In our body Amino acids are the chemical creating blocks of proteins that are important for proper growth and development. With normal enzyme activity, phenylalanine is changed to another amino acid called (tyrosine), that is then used by the physique. However, when the phenylalanine hydroxylase enzyme is absent or decreased the phenylalanine abnormally gathers in the blood and becomes extremely toxic to various brain tissues.
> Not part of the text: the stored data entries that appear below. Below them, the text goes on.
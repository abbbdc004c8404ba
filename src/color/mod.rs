mod gamma;
mod utils;

pub use gamma::{DEFAULT_GAMMA, GammaTable, decode, encode};
pub use utils::{lerp_colors, rgb_from_u32, scale_color};
use smart_leds::RGB8;

pub type Rgb = RGB8;
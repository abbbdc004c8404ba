use std::convert::Infallible;
use std::time::Instant;

use myrtio_light_sequencer::{
    Analysis, AnalysisProvider, PlaybackProvider, PlaybackSnapshot, TrackId,
};

/// Plays a single track on the wall clock
///
/// The position starts at `offset_ms` and playback stops once it passes
/// `length_ms`.
pub struct ClockPlayback {
    track: TrackId,
    started: Instant,
    offset_ms: u64,
    length_ms: u64,
}

impl ClockPlayback {
    pub fn start(track: TrackId, offset_ms: u64, length_ms: u64) -> Self {
        Self {
            track,
            started: Instant::now(),
            offset_ms,
            length_ms,
        }
    }

    fn position_ms(&self) -> u64 {
        let elapsed = u64::try_from(self.started.elapsed().as_millis()).unwrap_or(u64::MAX);
        self.offset_ms.saturating_add(elapsed)
    }
}

impl PlaybackProvider for ClockPlayback {
    type Error = Infallible;

    fn current_snapshot(&mut self) -> Result<PlaybackSnapshot, Self::Error> {
        let position = self.position_ms();
        if position >= self.length_ms {
            return Ok(PlaybackSnapshot::stopped());
        }
        Ok(PlaybackSnapshot::playing(self.track.clone(), position))
    }
}

/// Serves one analysis loaded from disk
pub struct FileAnalysis {
    track: TrackId,
    analysis: Analysis,
}

impl FileAnalysis {
    pub fn new(track: TrackId, analysis: Analysis) -> Self {
        Self { track, analysis }
    }
}

impl AnalysisProvider for FileAnalysis {
    type Error = String;

    fn analysis_for(&mut self, track: &TrackId) -> Result<Analysis, Self::Error> {
        if *track == self.track {
            Ok(self.analysis.clone())
        } else {
            Err(format!("no analysis for {track}"))
        }
    }
}
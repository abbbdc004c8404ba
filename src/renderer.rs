use embassy_time::Duration;

use crate::cancel::CancelSignal;
use crate::color::{DEFAULT_GAMMA, GammaTable, Rgb};
use crate::error::SequencerError;
use crate::transition::FadeSegment;
use crate::{OutputDriver, Pacer};

/// Result of playing one [`FadeSegment`]
#[derive(Debug, Clone, Copy, PartialEq, Eq)]
pub enum FadeOutcome {
    /// All steps were emitted
    Completed { frames: u32 },
    /// The cancel signal fired before the last step
    Cancelled { frames: u32 },
}

impl FadeOutcome {
    /// Number of frames written to the driver
    pub const fn frames(self) -> u32 {
        match self {
            Self::Completed { frames } | Self::Cancelled { frames } => frames,
        }
    }

    pub const fn is_cancelled(self) -> bool {
        matches!(self, Self::Cancelled { .. })
    }
}

/// Renderer - owns the strip and turns linear colors into paced frames
///
/// Every frame is gamma-encoded, written to all pixels and flushed.
pub struct Renderer<D: OutputDriver, P: Pacer> {
    driver: D,
    pacer: P,
    gamma: GammaTable,
}

impl<D: OutputDriver, P: Pacer> Renderer<D, P> {
    /// Create a renderer with the default gamma
    pub fn new(driver: D, pacer: P) -> Self {
        Self::with_gamma(driver, pacer, DEFAULT_GAMMA)
    }

    /// Create a renderer with a custom gamma
    pub fn with_gamma(driver: D, pacer: P, gamma: f32) -> Self {
        Self {
            driver,
            pacer,
            gamma: GammaTable::new(gamma),
        }
    }

    /// Write one linear color to the whole strip
    pub fn write(&mut self, linear: Rgb) -> Result<(), SequencerError> {
        let color = self.gamma.encode(linear);
        self.driver
            .set_all(color)
            .and_then(|()| self.driver.flush())
            .map_err(|err| {
                let err = SequencerError::RenderFailure(format!("{err:?}"));
                log::error!("{err}");
                err
            })
    }

    /// Play a fade segment
    ///
    /// Polls `cancel` before each step and pauses `duration / steps` after
    /// each emitted frame. A cancelled fade leaves the strip on whatever
    /// frame was written last.
    pub fn fade<C>(
        &mut self,
        segment: &FadeSegment,
        cancel: &C,
    ) -> Result<FadeOutcome, SequencerError>
    where
        C: CancelSignal + ?Sized,
    {
        let interval = segment.step_interval();
        let mut frames = 0;

        for color in segment.frames() {
            if cancel.is_cancelled() {
                return Ok(FadeOutcome::Cancelled { frames });
            }
            self.write(color)?;
            frames += 1;
            self.idle(interval);
        }

        Ok(FadeOutcome::Completed { frames })
    }

    /// Show one color for `duration`
    pub fn hold<C>(
        &mut self,
        color: Rgb,
        duration: Duration,
        cancel: &C,
    ) -> Result<FadeOutcome, SequencerError>
    where
        C: CancelSignal + ?Sized,
    {
        self.fade(&FadeSegment::hold(color, duration), cancel)
    }

    /// Wait without touching the strip
    pub fn idle(&mut self, duration: Duration) {
        if duration.as_ticks() > 0 {
            self.pacer.pause(duration);
        }
    }

    pub fn gamma(&self) -> &GammaTable {
        &self.gamma
    }

    pub fn driver(&self) -> &D {
        &self.driver
    }

    /// Release the driver and pacer
    pub fn into_parts(self) -> (D, P) {
        (self.driver, self.pacer)
    }
}
//! Beat and segment analysis of a track
//!
//! All times inside the sequencer are milliseconds. Analysis documents that
//! express times in seconds are converted once, in
//! [`Analysis::from_seconds_json`].

use serde::Deserialize;

use crate::error::SequencerError;
use crate::time::MAX_DURATION_MS;

/// Loudness (dB) mapped to zero by [`loudness_norm`]
pub const LOUDNESS_FLOOR_DB: f32 = -60.0;

/// Time interval with a loudness characteristic
#[derive(Debug, Clone, Copy, PartialEq)]
pub struct Segment {
    pub start_ms: u64,
    pub duration_ms: u64,
    /// Peak loudness within the segment (dB, usually negative)
    pub loudness_max_db: f32,
}

impl Segment {
    pub const fn end_ms(&self) -> u64 {
        self.start_ms.saturating_add(self.duration_ms)
    }

    /// `start_ms <= time_ms < end_ms`
    pub const fn contains(&self, time_ms: u64) -> bool {
        self.start_ms <= time_ms && time_ms < self.end_ms()
    }
}

/// Rhythmic pulse
#[derive(Debug, Clone, Copy, PartialEq, Eq)]
pub struct Beat {
    pub start_ms: u64,
    pub duration_ms: u64,
}

impl Beat {
    pub const fn end_ms(&self) -> u64 {
        self.start_ms.saturating_add(self.duration_ms)
    }
}

/// Timing and loudness analysis of one track
///
/// Segments and beats are sorted ascending by start time. Either may be
/// empty.
#[derive(Debug, Clone, PartialEq, Default)]
pub struct Analysis {
    pub segments: Vec<Segment>,
    pub beats: Vec<Beat>,
    pub tempo_bpm: f32,
}

impl Analysis {
    /// Build an analysis, sorting segments and beats by start time
    pub fn new(mut segments: Vec<Segment>, mut beats: Vec<Beat>, tempo_bpm: f32) -> Self {
        segments.sort_by_key(|segment| segment.start_ms);
        beats.sort_by_key(|beat| beat.start_ms);
        Self {
            segments,
            beats,
            tempo_bpm,
        }
    }

    /// Parse a seconds-based analysis document
    ///
    /// Expects `track.tempo`, `segments[].{start, duration, loudness_max}`
    /// and `beats[].{start, duration}`, times in seconds.
    pub fn from_seconds_json(json: &str) -> Result<Self, SequencerError> {
        let document: SecondsDocument = serde_json::from_str(json)
            .map_err(|err| SequencerError::ProviderUnavailable(format!("bad analysis: {err}")))?;
        Ok(document.into())
    }

    /// End of the last beat or segment
    pub fn end_ms(&self) -> u64 {
        let segments = self.segments.iter().map(Segment::end_ms);
        let beats = self.beats.iter().map(Beat::end_ms);
        segments.chain(beats).max().unwrap_or(0)
    }

    /// Segment containing `time_ms`, or the last segment when none does
    pub fn segment_at(&self, time_ms: u64) -> Option<&Segment> {
        let after = self
            .segments
            .partition_point(|segment| segment.start_ms <= time_ms);
        after
            .checked_sub(1)
            .and_then(|index| self.segments.get(index))
            .filter(|segment| segment.contains(time_ms))
            .or_else(|| self.segments.last())
    }
}

/// Map loudness to `0.0..=1.0`, with -60 dB and below as silence
pub fn loudness_norm(loudness_db: f32) -> f32 {
    let norm = (loudness_db - LOUDNESS_FLOOR_DB) / -LOUDNESS_FLOOR_DB;
    if norm.is_nan() {
        return 0.0;
    }
    norm.clamp(0.0, 1.0)
}

/// Convert seconds to whole milliseconds, rounding to nearest
///
/// Negative and NaN inputs give zero. Large inputs, infinity included,
/// clamp to [`MAX_DURATION_MS`].
#[allow(clippy::cast_possible_truncation, clippy::cast_sign_loss)]
pub fn seconds_to_ms(seconds: f64) -> u64 {
    if seconds.is_nan() || seconds <= 0.0 {
        return 0;
    }
    ((seconds * 1000.0).round() as u64).min(MAX_DURATION_MS)
}

#[derive(Debug, Deserialize)]
struct SecondsDocument {
    #[serde(default)]
    track: SecondsTrack,
    #[serde(default)]
    segments: Vec<SecondsSegment>,
    #[serde(default)]
    beats: Vec<SecondsInterval>,
}

#[derive(Debug, Default, Deserialize)]
struct SecondsTrack {
    #[serde(default)]
    tempo: f32,
}

#[derive(Debug, Deserialize)]
struct SecondsSegment {
    start: f64,
    duration: f64,
    loudness_max: f32,
}

#[derive(Debug, Deserialize)]
struct SecondsInterval {
    start: f64,
    duration: f64,
}

impl From<SecondsDocument> for Analysis {
    fn from(document: SecondsDocument) -> Self {
        let segments = document
            .segments
            .iter()
            .map(|segment| Segment {
                start_ms: seconds_to_ms(segment.start),
                duration_ms: seconds_to_ms(segment.duration),
                loudness_max_db: segment.loudness_max,
            })
            .collect();
        let beats = document
            .beats
            .iter()
            .map(|beat| Beat {
                start_ms: seconds_to_ms(beat.start),
                duration_ms: seconds_to_ms(beat.duration),
            })
            .collect();
        Self::new(segments, beats, document.track.tempo)
    }
}
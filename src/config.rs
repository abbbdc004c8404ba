use embassy_time::Duration;

use crate::color::DEFAULT_GAMMA;
use crate::pattern::KeyframeTransition;

/// Interpolation steps per keyframe in pattern playback
pub const DEFAULT_PATTERN_STEPS: u32 = 300;

/// Interpolation steps per loud beat in beat sync
pub const DEFAULT_FADE_STEPS: u32 = 50;

/// Loudness-weighted tempo above which a beat fades instead of holding
pub const DEFAULT_INTENSITY_THRESHOLD: f32 = 125.0;

/// Pause between position polls, also the slice size of retry waits
pub const DEFAULT_POLL_INTERVAL: Duration = Duration::from_millis(50);

/// First retry wait while playback is unavailable
pub const DEFAULT_RETRY_INITIAL: Duration = Duration::from_millis(500);

/// Cap for the doubling retry wait
pub const DEFAULT_RETRY_MAX: Duration = Duration::from_millis(5_000);

/// Configuration for pattern playback
#[derive(Debug, Clone, Copy)]
pub struct PatternConfig {
    /// Frames per keyframe fade
    pub steps: u32,
    /// Scale factor (0.0-1.0)
    pub brightness: f32,
    /// How consecutive keyframes are joined
    pub transition: KeyframeTransition,
}

impl Default for PatternConfig {
    fn default() -> Self {
        Self {
            steps: DEFAULT_PATTERN_STEPS,
            brightness: 1.0,
            transition: KeyframeTransition::Fade,
        }
    }
}

/// Configuration for beat synchronization
#[derive(Debug, Clone, Copy)]
pub struct SyncConfig {
    /// Frames per loud-beat fade
    pub fade_steps: u32,
    /// Fade when `loudness_norm * tempo` exceeds this
    pub intensity_threshold: f32,
    /// Scale factor (0.0-1.0)
    pub brightness: f32,
    /// Pause between position polls when no beat is due
    pub poll_interval: Duration,
    /// First wait while playback is stopped or unavailable
    pub retry_initial: Duration,
    /// Upper bound for the doubling wait
    pub retry_max: Duration,
    /// Give up after this many consecutive idle polls (`None` waits forever)
    pub max_idle_polls: Option<u32>,
}

impl Default for SyncConfig {
    fn default() -> Self {
        Self {
            fade_steps: DEFAULT_FADE_STEPS,
            intensity_threshold: DEFAULT_INTENSITY_THRESHOLD,
            brightness: 1.0,
            poll_interval: DEFAULT_POLL_INTERVAL,
            retry_initial: DEFAULT_RETRY_INITIAL,
            retry_max: DEFAULT_RETRY_MAX,
            max_idle_polls: None,
        }
    }
}

/// Configuration for the whole sequencer
#[derive(Debug, Clone, Copy)]
pub struct SequencerConfig {
    /// Display gamma
    pub gamma: f32,
    pub pattern: PatternConfig,
    pub sync: SyncConfig,
}

impl Default for SequencerConfig {
    fn default() -> Self {
        Self {
            gamma: DEFAULT_GAMMA,
            pattern: PatternConfig::default(),
            sync: SyncConfig::default(),
        }
    }
}
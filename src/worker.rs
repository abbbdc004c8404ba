//! Background render thread
//!
//! Lets the caller start a render loop and keep its own thread free. The
//! worker owns a [`CancelToken`]; stopping it cancels and joins.

use std::thread::{self, JoinHandle};

use crate::cancel::CancelToken;

/// Handle to a render loop running on its own thread
pub struct RenderWorker<T> {
    cancel: CancelToken,
    handle: JoinHandle<T>,
}

impl<T: Send + 'static> RenderWorker<T> {
    /// Spawn `render` on a named thread
    ///
    /// `render` receives the token it must poll.
    pub fn spawn<F>(name: &str, render: F) -> std::io::Result<Self>
    where
        F: FnOnce(CancelToken) -> T + Send + 'static,
    {
        let cancel = CancelToken::new();
        let token = cancel.clone();
        let handle = thread::Builder::new()
            .name(name.to_owned())
            .spawn(move || render(token))?;
        log::debug!("render worker `{name}` started");
        Ok(Self { cancel, handle })
    }

    /// Token shared with the render loop
    pub fn cancel_token(&self) -> CancelToken {
        self.cancel.clone()
    }

    pub fn is_finished(&self) -> bool {
        self.handle.is_finished()
    }

    /// Request cancellation and wait for the loop to return
    pub fn stop(self) -> thread::Result<T> {
        self.cancel.cancel();
        self.join()
    }

    /// Wait for the loop to return on its own
    pub fn join(self) -> thread::Result<T> {
        self.handle.join()
    }
}
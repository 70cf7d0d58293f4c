use std::path::PathBuf;

/// Application-level constants
pub const APP_NAME: &str = "Labdesk";
pub const APP_VERSION: &str = env!("CARGO_PKG_VERSION");

pub const DEFAULT_INSIGHT_MODEL: &str = "gemini-3-flash-preview";
pub const DEFAULT_INSIGHT_URL: &str = "https://generativelanguage.googleapis.com";
pub const DEFAULT_INSIGHT_TIMEOUT_SECS: u64 = 20;

/// Log filter used when `RUST_LOG` is unset.
pub fn default_log_filter() -> &'static str {
    "labdesk=info,labdesk_lib=info"
}

/// Get the application data directory
/// ~/Labdesk/ on all platforms; falls back to the working directory when no
/// home directory is known.
pub fn app_data_dir() -> PathBuf {
    dirs::home_dir()
        .unwrap_or_else(|| PathBuf::from("."))
        .join(APP_NAME)
}

/// Where generated report PDFs are written.
pub fn exports_dir() -> PathBuf {
    app_data_dir().join("exports")
}

/// Settings for the hosted text-generation model.
#[derive(Debug, Clone, PartialEq, Eq)]
pub struct InsightConfig {
    pub api_key: Option<String>,
    pub model: String,
    pub base_url: String,
    pub timeout_secs: u64,
}

impl Default for InsightConfig {
    fn default() -> Self {
        Self {
            api_key: None,
            model: DEFAULT_INSIGHT_MODEL.to_string(),
            base_url: DEFAULT_INSIGHT_URL.to_string(),
            timeout_secs: DEFAULT_INSIGHT_TIMEOUT_SECS,
        }
    }
}

impl InsightConfig {
    /// Reads `LABDESK_GEMINI_API_KEY` (or `GEMINI_API_KEY`),
    /// `LABDESK_INSIGHT_MODEL`, `LABDESK_INSIGHT_URL` and
    /// `LABDESK_INSIGHT_TIMEOUT_SECS`. Unset or invalid values keep defaults.
    pub fn from_env() -> Self {
        Self::from_lookup(|key| std::env::var(key).ok())
    }

    fn from_lookup(lookup: impl Fn(&str) -> Option<String>) -> Self {
        let defaults = Self::default();
        let non_empty = |key: &str| lookup(key).filter(|v| !v.trim().is_empty());

        let timeout_secs = match non_empty("LABDESK_INSIGHT_TIMEOUT_SECS") {
            Some(raw) => match raw.trim().parse::<u64>() {
                Ok(secs) if secs > 0 => secs,
                _ => {
                    tracing::warn!(value = %raw, "Invalid LABDESK_INSIGHT_TIMEOUT_SECS, using default");
                    defaults.timeout_secs
                }
            },
            None => defaults.timeout_secs,
        };

        Self {
            api_key: non_empty("LABDESK_GEMINI_API_KEY").or_else(|| non_empty("GEMINI_API_KEY")),
            model: non_empty("LABDESK_INSIGHT_MODEL").unwrap_or(defaults.model),
            base_url: non_empty("LABDESK_INSIGHT_URL").unwrap_or(defaults.base_url),
            timeout_secs,
        }
    }
}
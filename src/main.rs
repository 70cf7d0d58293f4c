use chrono::Local;

use labdesk_lib::config::{self, InsightConfig};
use labdesk_lib::insight::{GeminiClient, InsightRequester};
use labdesk_lib::models::{User, UserRole};
use labdesk_lib::report;
use labdesk_lib::store::LabStore;
use labdesk_lib::submission::ReportDraft;

fn main() {
    labdesk_lib::init_tracing();

    if let Err(e) = run_demo() {
        tracing::error!(error = %e, "Demo run failed");
        std::process::exit(1);
    }
}

/// Books a blood count for the demo patient, files the report, writes the
/// PDF and, when an API key is configured, asks for an insight.
fn run_demo() -> Result<(), Box<dyn std::error::Error>> {
    let today = Local::now().date_naive();
    let mut store = LabStore::with_demo_data(today);

    let patient = User {
        id: "patient_01".into(),
        name: "Rahul Sharma".into(),
        email: "rahul.sharma@example.com".into(),
        role: UserRole::Patient,
        phone: Some("+91 98765 43210".into()),
    };

    let appointment = store.book_appointment(
        &patient,
        "b1",
        &today.format("%Y-%m-%d").to_string(),
        "09:00 AM",
    )?;

    let mut draft = ReportDraft::new();
    draft.age = "34".into();
    draft.apply_template("CBC");
    let values = [
        "11.5", "4.6", "38.2", "83.0", "25.0", "30.1", "13.4", // haemogram
        "7200", // leukocytes
        "58", "32", "6", "3", "1", // differential
        "240000", "9.8", // platelets
    ];
    for (index, value) in values.iter().enumerate() {
        draft.set_value(index, value);
    }
    draft.remarks = "Hemoglobin slightly below range. Clinical correlation suggested.".into();

    let result = store.submit_report(&appointment.id, &draft, today)?;

    let bytes = report::generate_report_pdf(&result)?;
    let path = report::export_report_to_file(
        &bytes,
        &report::report_filename(&result),
        &config::exports_dir(),
    )?;
    tracing::info!(path = %path.display(), "Report written");

    let insight_config = InsightConfig::from_env();
    if insight_config.api_key.is_none() {
        tracing::info!("No insight API key configured, skipping insights");
        return Ok(());
    }

    let requester = InsightRequester::new(GeminiClient::new(&insight_config)?);
    let insight = requester.request_single_insight(&result);
    println!("Insight for {}:\n{insight}\n", result.id);

    let summary = requester.request_history_summary(&store.patient_history(&patient.id));
    println!("History summary:\n{summary}");

    Ok(())
}
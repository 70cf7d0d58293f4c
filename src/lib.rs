pub mod catalog;
pub mod config;
pub mod insight; // Plain-language result insights
pub mod models;
pub mod report; // NABL-style PDF report
pub mod store;
pub mod submission; // Staff report entry
pub mod templates;

use tracing_subscriber::EnvFilter;

/// Installs the global fmt subscriber. `RUST_LOG` overrides the default filter.
pub fn init_tracing() {
    tracing_subscriber::fmt()
        .with_env_filter(
            EnvFilter::try_from_default_env()
                .unwrap_or_else(|_| EnvFilter::new(config::default_log_filter())),
        )
        .init();

    tracing::info!("{} starting v{}", config::APP_NAME, config::APP_VERSION);
}
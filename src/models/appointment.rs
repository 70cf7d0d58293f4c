use serde::{Deserialize, Serialize};

use super::enums::AppointmentStatus;

#[derive(Debug, Clone, PartialEq, Eq, Serialize, Deserialize)]
#[serde(rename_all = "camelCase")]
pub struct Appointment {
    pub id: String,
    pub patient_id: String,
    pub patient_name: String,
    pub service_id: String,
    pub service_name: String,
    pub date: String, // YYYY-MM-DD
    pub time_slot: String,
    pub status: AppointmentStatus,
}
You will find few symptoms that include PKU which are usually not present in newborns. Affected infants might be abnormally sleepy and listless (lethargic) and could also have difficulties eating. Additionally, untreated infants with PKU tend to have unusually light colored eyes, skin, and hair with (light pigmentation). They may also develop a rash that appears similar to eczema, which is an inflammatory skin condition that may be characterized by plenty of itching, redness, and blistering in affected locations.
Now without therapy, most infants with PKU create mental retardation which is typically severe. Those with untreated PKU may also develop extra neurologic symptoms, like periods of uncontrolled electrical activity within the brain known as (seizures), increased activity that is known as (hyperactivity) and poor coordination with clumsy manner of walking
There is also abnormal posturing, aggressive behavior, or psychiatric disturbances. Additional symptoms and findings may consist of nausea, vomiting, along with a musty body odor because of the presence of a item by the name of (phenylacetic acid) in the urine and sweat.
Therapy for this problem comes having a special diet plan low in phenylalanine. The objective is to normalize the levels of phenylalanine and tyrosine within the blood level to prevent brain harm. Most specialists suggest that a phenylalanine-restricted diet plan should be a lifelong process in individuals with PKU. When it comes to classical PKU it refers to persons with two extremely severe mutations of the phenylalanine hydroxylase gene. Failure of treatment outcomes in unstoppable mental retardation and epilepsy.
Learn more about what is PKU.
Brock Lesner has over 15 years of experience in the medical field. He specializes in diet. Learn more about diet and what is PKU.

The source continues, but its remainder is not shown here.